I've always thought of doing this with the Mazteca setting. Start the campaign just before the first ship leaves to the new world. There is quite a campaign that can be built around that theme though unlike our own world the story line there was one of learning to work together as each group (the natives and the colonists) had a great character flaw that was somewhat addressed by the other major group. The invaders had base intentions but ultimately worshipped good or at least neutral Gods while the natives intentions where mostly not evil (except for the priest caste) but they worshipped and were in the thrall of evil Gods. Strikes me as an interesting plot line.
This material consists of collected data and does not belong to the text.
//! Pre-built rosters.
//!
//! Three rosters cover the observed scenarios: a one-on-one assistant pair,
//! a writing team with two engineers for group chat, and the writing team
//! extended with a chef and an image explainer for multimodal sessions. Each
//! roster has exactly one proxy, which owns the termination sentinel and the
//! code-execution sandbox.

use std::path::Path;
use std::sync::Arc;

use crate::agent::{AgentSet, AgentSpec};
use crate::error::Result;
use crate::profile::ProfileSet;
use crate::relay::AvatarMap;
use crate::sentinel::Sentinel;

/// Display name of the proxy agent.
pub const USER_PROXY: &str = "UserProxy";
/// Display name of the general assistant.
pub const ASSISTANT: &str = "Assistant";
/// Display name of the writer agent.
pub const WRITER: &str = "Writer";
/// Display name of the python engineer agent.
pub const PYTHON_ENGINEER: &str = "PythonEngineer";
/// Display name of the javascript engineer agent.
pub const JAVASCRIPT_ENGINEER: &str = "JavascriptEngineer";
/// Display name of the chef agent.
pub const CHEF: &str = "Chef";
/// Display name of the image explainer agent.
pub const IMAGE_EXPLAINER: &str = "ImageExplainer";

fn proxy(profiles: &ProfileSet, sentinel: Sentinel, work_dir: &Path) -> AgentSpec {
    AgentSpec::proxy(USER_PROXY, Arc::clone(profiles.conversational()), sentinel.clone())
        .with_description(
            "A project manager with strong communication skills that only interacts \
             when assistants cannot answer or to terminate chat",
        )
        .with_system_prompt(format!(
            "Reply {sentinel} without punctuation if the task has been solved at full satisfaction. \
             You only interact when assistants cannot answer satisfactorily or to terminate conversation"
        ))
        .with_code_execution(work_dir)
        .with_max_auto_replies(10)
}

fn writer(profiles: &ProfileSet) -> AgentSpec {
    AgentSpec::assistant(WRITER, Arc::clone(profiles.conversational()))
        .with_description(
            "a helpful assistant with strong writing skills who can communicate \
             clearly and without fluff",
        )
        .with_system_prompt(
            "You are a senior editor and acclaimed writer with exceptional skill \
             in engaging and concise storytelling",
        )
}

/// Proxy plus one general assistant, the one-on-one scenario.
///
/// # Errors
///
/// Construction errors from [`AgentSet::builder`]; impossible for this fixed
/// roster unless the constants are edited into collision.
pub fn assistant_pair(
    profiles: &ProfileSet,
    sentinel: Sentinel,
    work_dir: &Path,
) -> Result<AgentSet> {
    AgentSet::builder()
        .agent(proxy(profiles, sentinel, work_dir))
        .agent(
            AgentSpec::assistant(ASSISTANT, Arc::clone(profiles.conversational()))
                .with_description(
                    "an helpful assistant with strong writing skills who can \
                     communicate clearly and without fluff",
                )
                .with_system_prompt("You are a senior editor and acclaimed writer and researcher"),
        )
        .build()
}

/// Proxy, writer, and two engineers, the group-chat scenario.
///
/// # Errors
///
/// Construction errors from [`AgentSet::builder`].
pub fn writing_team(
    profiles: &ProfileSet,
    sentinel: Sentinel,
    work_dir: &Path,
) -> Result<AgentSet> {
    AgentSet::builder()
        .agent(proxy(profiles, sentinel, work_dir))
        .agent(writer(profiles))
        .agent(
            AgentSpec::assistant(PYTHON_ENGINEER, Arc::clone(profiles.coding()))
                .with_description(
                    "an assistant with strong software engineering skills specialized \
                     in python programming language",
                )
                .with_system_prompt("You are a senior python engineer."),
        )
        .agent(
            AgentSpec::assistant(JAVASCRIPT_ENGINEER, Arc::clone(profiles.coding()))
                .with_description(
                    "an assistant with strong software engineering skills specialized \
                     in javascript programming language",
                )
                .with_system_prompt("You are a senior javascript engineer."),
        )
        .build()
}

/// The writing team plus a chef and an image explainer, the multimodal
/// scenario.
///
/// # Errors
///
/// [`Error::MissingProfile`](crate::Error::MissingProfile) when the profile
/// set carries no vision profile, plus construction errors from
/// [`AgentSet::builder`].
pub fn vision_team(profiles: &ProfileSet, sentinel: Sentinel, work_dir: &Path) -> Result<AgentSet> {
    let vision = profiles.vision()?;
    AgentSet::builder()
        .agent(proxy(profiles, sentinel, work_dir))
        .agent(writer(profiles))
        .agent(
            AgentSpec::assistant(PYTHON_ENGINEER, Arc::clone(profiles.coding()))
                .with_description(
                    "an assistant with strong software engineering skills specialized \
                     in python programming language",
                )
                .with_system_prompt("You are a senior python engineer."),
        )
        .agent(
            AgentSpec::assistant(JAVASCRIPT_ENGINEER, Arc::clone(profiles.coding()))
                .with_description(
                    "an assistant with strong software engineering skills specialized \
                     in javascript programming language",
                )
                .with_system_prompt("You are a senior javascript engineer."),
        )
        .agent(
            AgentSpec::assistant(CHEF, Arc::clone(profiles.conversational()))
                .with_description("an expert chef in a 4-star restaurant")
                .with_system_prompt(
                    "You are an expert chef of a 4-star restaurant specialized creating \
                     easy to make but unique and delicious meals",
                ),
        )
        .agent(
            AgentSpec::assistant(IMAGE_EXPLAINER, Arc::clone(vision))
                .with_description(
                    "you are a helpful image explainer who describes the subject of a \
                     photo in high and exact detail",
                )
                .with_max_auto_replies(10),
        )
        .build()
}

/// Avatar glyphs for every roster member, plus the fallback for strangers.
#[must_use]
pub fn default_avatars() -> AvatarMap {
    [
        (USER_PROXY, "👨‍💼"),
        (ASSISTANT, "🤖"),
        (WRITER, "👩‍💻"),
        (PYTHON_ENGINEER, "👩‍🔬"),
        (JAVASCRIPT_ENGINEER, "👨‍🚀"),
        (CHEF, "👩‍🍳"),
        (IMAGE_EXPLAINER, "📷"),
    ]
    .into_iter()
    .collect()
}
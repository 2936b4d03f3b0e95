//! Troupe Bot CLI - terminal front end for multi-agent chat sessions
//!
//! Wires a configured roster, the message relay, and a scripted engine into
//! an interactive loop. One session runs per line of input; a cost-summary
//! bubble follows each session.

#![allow(clippy::print_stdout)] // CLI program intentionally uses stdout

mod config;
mod display;
mod error;
mod script;

use std::path::{Path, PathBuf};
use std::process::ExitCode;
use std::sync::Arc;

use clap::{Args, Parser, Subcommand};
use tokio::io::{AsyncBufReadExt, BufReader};
use tracing::Level;
use tracing_appender::non_blocking::WorkerGuard;
use tracing_subscriber::{EnvFilter, fmt, layer::SubscriberExt, util::SubscriberInitExt};

use troupe::prelude::*;
use troupe::roster;

use crate::config::{BotConfig, IssueLevel, RosterKind, load_config, load_config_from};
use crate::display::{TerminalDisplay, accountant_bubble, system_bubble};
use crate::error::{BotError, Result};

/// Troupe Bot - group chat sessions over a pre-built agent roster
#[derive(Parser)]
#[command(name = "troupe")]
#[command(author, version, about, long_about = None)]
#[command(propagate_version = true)]
struct Cli {
    /// Verbosity level (-v, -vv, -vvv)
    #[arg(short, long, action = clap::ArgAction::Count, global = true)]
    verbose: u8,

    /// Configuration file path
    #[arg(short, long, env = "TROUPE_CONFIG", global = true)]
    config: Option<PathBuf>,

    #[command(subcommand)]
    command: Commands,
}

#[derive(Subcommand)]
enum Commands {
    /// Initialize configuration and the code-execution sandbox
    Init(InitArgs),

    /// Start an interactive chat session
    Chat(ChatArgs),

    /// Show bot status and configuration
    Status,

    /// Manage configuration
    Config(ConfigArgs),
}

/// Arguments for the init command
#[derive(Args)]
struct InitArgs {
    /// Force overwrite existing configuration
    #[arg(short, long)]
    force: bool,
}

/// Arguments for the chat command
#[derive(Args)]
struct ChatArgs {
    /// Initial message to send before reading stdin
    #[arg(short, long)]
    message: Option<String>,

    /// Scripted transcript to replay (TOML); defaults to the built-in demo
    #[arg(short, long)]
    script: Option<PathBuf>,

    /// Roster override: pair, writing-team, or vision-team
    #[arg(short, long)]
    roster: Option<String>,
}

/// Arguments for the config command
#[derive(Args)]
struct ConfigArgs {
    #[command(subcommand)]
    command: ConfigCommands,
}

#[derive(Subcommand)]
enum ConfigCommands {
    /// Show current configuration
    Show,
    /// Show configuration file path
    Path,
    /// Edit configuration in default editor
    Edit,
    /// Validate configuration
    Validate,
}

fn main() -> ExitCode {
    let cli = Cli::parse();

    // The guard flushes the log file on drop; keep it for the whole run.
    let _guard = init_logging(cli.verbose);

    let rt = tokio::runtime::Runtime::new().expect("failed to create tokio runtime");

    match rt.block_on(run(cli)) {
        Ok(()) => ExitCode::SUCCESS,
        Err(e) => {
            tracing::error!("{e}");
            ExitCode::FAILURE
        }
    }
}

/// Initialize logging with the given verbosity level.
///
/// Console output goes to stderr so chat bubbles own stdout; a second copy
/// of every event lands in `~/.troupe/troupe.log`.
fn init_logging(verbosity: u8) -> Option<WorkerGuard> {
    let level = match verbosity {
        0 => Level::INFO,
        1 => Level::DEBUG,
        _ => Level::TRACE,
    };

    let filter = EnvFilter::try_from_default_env().unwrap_or_else(|_| {
        EnvFilter::new(format!(
            "troupe_bot={level},troupe={level},{}",
            if verbosity >= 2 { "debug" } else { "warn" }
        ))
    });

    let console_layer = fmt::layer()
        .with_writer(std::io::stderr)
        .with_target(verbosity >= 2);

    let log_dir = config::default_config_dir();
    let file = std::fs::create_dir_all(&log_dir)
        .map(|()| tracing_appender::rolling::never(&log_dir, "troupe.log"))
        .ok();

    match file {
        Some(appender) => {
            let (writer, guard) = tracing_appender::non_blocking(appender);
            let file_layer = fmt::layer().with_writer(writer).with_ansi(false);
            let _ = tracing_subscriber::registry()
                .with(filter)
                .with(console_layer)
                .with(file_layer)
                .try_init();
            Some(guard)
        }
        None => {
            let _ = tracing_subscriber::registry()
                .with(filter)
                .with(console_layer)
                .try_init();
            None
        }
    }
}

/// Main async entry point.
async fn run(cli: Cli) -> Result<()> {
    match cli.command {
        Commands::Init(args) => cmd_init(args).await,
        Commands::Chat(args) => cmd_chat(args, cli.config).await,
        Commands::Status => cmd_status(cli.config).await,
        Commands::Config(args) => cmd_config(args, cli.config).await,
    }
}

/// Load config from the explicit path, falling back to the default location.
async fn load(config_path: Option<&Path>) -> Result<BotConfig> {
    match config_path {
        Some(path) => load_config_from(path).await,
        None => load_config().await,
    }
}

/// Initialize configuration.
async fn cmd_init(args: InitArgs) -> Result<()> {
    use crate::config::{config_path, init_config};

    let config_file = config_path();

    if config_file.exists() && !args.force {
        println!("Configuration already exists at: {}", config_file.display());
        println!("Use --force to overwrite.");
        return Ok(());
    }

    if config_file.exists() {
        tokio::fs::remove_file(&config_file).await?;
    }

    let config = init_config().await?;

    println!("Configuration created: {}", config_file.display());
    println!("Sandbox directory:     {}", config.session.work_dir.display());
    println!();
    println!("Next steps:");
    println!("  1. troupe config edit");
    println!("  2. export OPEN_AI_API_KEY=<key>   # hosted models only");
    println!("  3. troupe chat");

    Ok(())
}

/// Start interactive chat.
async fn cmd_chat(args: ChatArgs, config_path: Option<PathBuf>) -> Result<()> {
    let mut config = load(config_path.as_deref()).await?;

    if let Some(roster) = args.roster.as_deref() {
        config.session.roster = parse_roster(roster)?;
    }

    let errors: Vec<_> = config
        .validate()
        .into_iter()
        .filter(|i| i.level == IssueLevel::Error)
        .collect();
    if let Some(first) = errors.first() {
        for issue in &errors {
            tracing::error!("{}", issue.message);
        }
        return Err(BotError::config(first.message.clone()));
    }

    let profiles = config.profile_set()?;
    let sentinel = config.sentinel();
    let work_dir = config.session.work_dir.clone();
    let team = build_roster(&config, &profiles, sentinel.clone(), &work_dir)?;

    let display: Arc<dyn ChatDisplay> = Arc::new(TerminalDisplay);
    let relay = MessageRelay::new(roster::default_avatars(), Arc::clone(&display));

    let engine: Arc<dyn ChatEngine> = match &args.script {
        Some(path) => Arc::new(script::load_script(path).await?),
        None => Arc::new(script::demo_script(&sentinel)),
    };

    let coordinator = SessionCoordinator::new(engine).with_observer(Arc::new(relay));

    display.send(system_bubble(&config.ui.greeting));

    if let Some(message) = &args.message {
        run_one(&coordinator, &team, message, &config, &*display).await;
    }

    println!("Troupe Chat | type 'exit' to quit\n");

    let mut lines = BufReader::new(tokio::io::stdin()).lines();
    while let Some(line) = lines.next_line().await? {
        let line = line.trim();
        if line.is_empty() {
            continue;
        }
        if line.eq_ignore_ascii_case("exit") {
            break;
        }
        run_one(&coordinator, &team, line, &config, &*display).await;
    }

    Ok(())
}

/// Run a single session and print the cost-summary bubble.
///
/// A session failure is fatal only to that session: the widget shows no
/// response, the error goes to the log, and the loop keeps accepting input.
async fn run_one(
    coordinator: &SessionCoordinator,
    team: &AgentSet,
    message: &str,
    config: &BotConfig,
    display: &dyn ChatDisplay,
) {
    match coordinator
        .run_session(team, message, config.session.max_rounds)
        .await
    {
        Ok(result) => {
            display.send(accountant_bubble(&config.ui.accountant_avatar, &result));
        }
        Err(e) => {
            tracing::error!("session failed: {e}");
        }
    }
}

/// Build the configured roster.
fn build_roster(
    config: &BotConfig,
    profiles: &ProfileSet,
    sentinel: Sentinel,
    work_dir: &Path,
) -> Result<AgentSet> {
    let team = match config.session.roster {
        RosterKind::Pair => roster::assistant_pair(profiles, sentinel, work_dir)?,
        RosterKind::WritingTeam => roster::writing_team(profiles, sentinel, work_dir)?,
        RosterKind::VisionTeam => roster::vision_team(profiles, sentinel, work_dir)?,
    };
    Ok(team)
}

fn parse_roster(raw: &str) -> Result<RosterKind> {
    match raw {
        "pair" => Ok(RosterKind::Pair),
        "writing-team" => Ok(RosterKind::WritingTeam),
        "vision-team" => Ok(RosterKind::VisionTeam),
        other => Err(BotError::config(format!(
            "unknown roster `{other}` (expected pair, writing-team, or vision-team)"
        ))),
    }
}

/// Show status.
async fn cmd_status(config_path: Option<PathBuf>) -> Result<()> {
    use crate::config::config_path as default_config_path;

    let config_file = config_path.clone().unwrap_or_else(default_config_path);

    println!("Troupe Bot Status\n");

    println!("Configuration:");
    println!("  Path:   {}", config_file.display());
    println!(
        "  Exists: {}",
        if config_file.exists() { "yes" } else { "no" }
    );

    match load(config_path.as_deref()).await {
        Ok(config) => {
            let errors = config
                .validate()
                .iter()
                .filter(|i| i.level == IssueLevel::Error)
                .count();
            println!(
                "  Valid:  {}",
                if errors == 0 {
                    "yes".to_string()
                } else {
                    format!("no ({errors} errors)")
                }
            );
            println!();
            println!("Session:");
            println!("  Roster:     {:?}", config.session.roster);
            println!("  Sentinel:   {}", config.session.sentinel);
            println!("  Max rounds: {}", config.session.max_rounds);
            println!("  Sandbox:    {}", config.session.work_dir.display());
            println!();
            println!("Models:");
            for (key, model) in &config.models {
                let location = model.base_url.as_deref().unwrap_or("hosted");
                println!("  {key}: {} ({location})", model.model);
            }
            println!();
            println!("Environment:");
            let mut vars: Vec<_> = config
                .models
                .values()
                .filter_map(|m| m.api_key_env.as_deref())
                .collect();
            vars.sort_unstable();
            vars.dedup();
            if vars.is_empty() {
                println!("  (no hosted models configured)");
            }
            for var in vars {
                print_env_status(var);
            }
        }
        Err(e) => {
            println!("  Valid:  no ({e})");
        }
    }

    Ok(())
}

/// Configuration management.
async fn cmd_config(args: ConfigArgs, config_path: Option<PathBuf>) -> Result<()> {
    use crate::config::config_path as default_config_path;

    let config_file = config_path.clone().unwrap_or_else(default_config_path);

    match args.command {
        ConfigCommands::Path => {
            println!("{}", config_file.display());
        }
        ConfigCommands::Show => {
            if config_file.exists() {
                let content = tokio::fs::read_to_string(&config_file).await?;
                println!("{content}");
            } else {
                println!("Configuration file does not exist.");
                println!("Run 'troupe init' to create one.");
            }
        }
        ConfigCommands::Edit => {
            let editor = std::env::var("EDITOR").unwrap_or_else(|_| "vi".to_string());
            std::process::Command::new(&editor)
                .arg(&config_file)
                .status()
                .map_err(|e| BotError::config(format!("failed to open editor: {e}")))?;
        }
        ConfigCommands::Validate => {
            if !config_file.exists() {
                println!("error: configuration file does not exist");
                return Ok(());
            }

            match load(config_path.as_deref()).await {
                Ok(config) => {
                    let issues = config.validate();
                    if issues.is_empty() {
                        println!("Configuration is valid");
                    }
                    for issue in issues {
                        match issue.level {
                            IssueLevel::Error => println!("error: {}", issue.message),
                            IssueLevel::Warning => println!("warning: {}", issue.message),
                        }
                    }
                }
                Err(e) => println!("error: {e}"),
            }
        }
    }

    Ok(())
}

fn print_env_status(name: &str) {
    let status = if std::env::var(name).is_ok() {
        "set"
    } else {
        "-"
    };
    println!("  {name}: {status}");
}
Some fighting, some negotiating and when it all wraps up there is a decent moral to the tale. Works for me.

I've always wanted to run the plotline from the opposite side - have the PC's be the natives. I usually framed it in a Spelljammer context though, with the natives being some variety of goblinoids and the colonists being elves. I wrote up the setting and an outline under 2e, breaking out different areas by goblinoid subraces. There was a large clan of mammoth riding feudal ogres, a relatively advanced goblin society built into cliff cities, and a nasty militaristic hobgoblin group that was into ritual sacrifice.


farewell2kings wrote:

Think Christopher Columbus--the PCs start off as rankers, crewmen, marines & such and end up leading the expedition after all the leadership has been killed or corrupted.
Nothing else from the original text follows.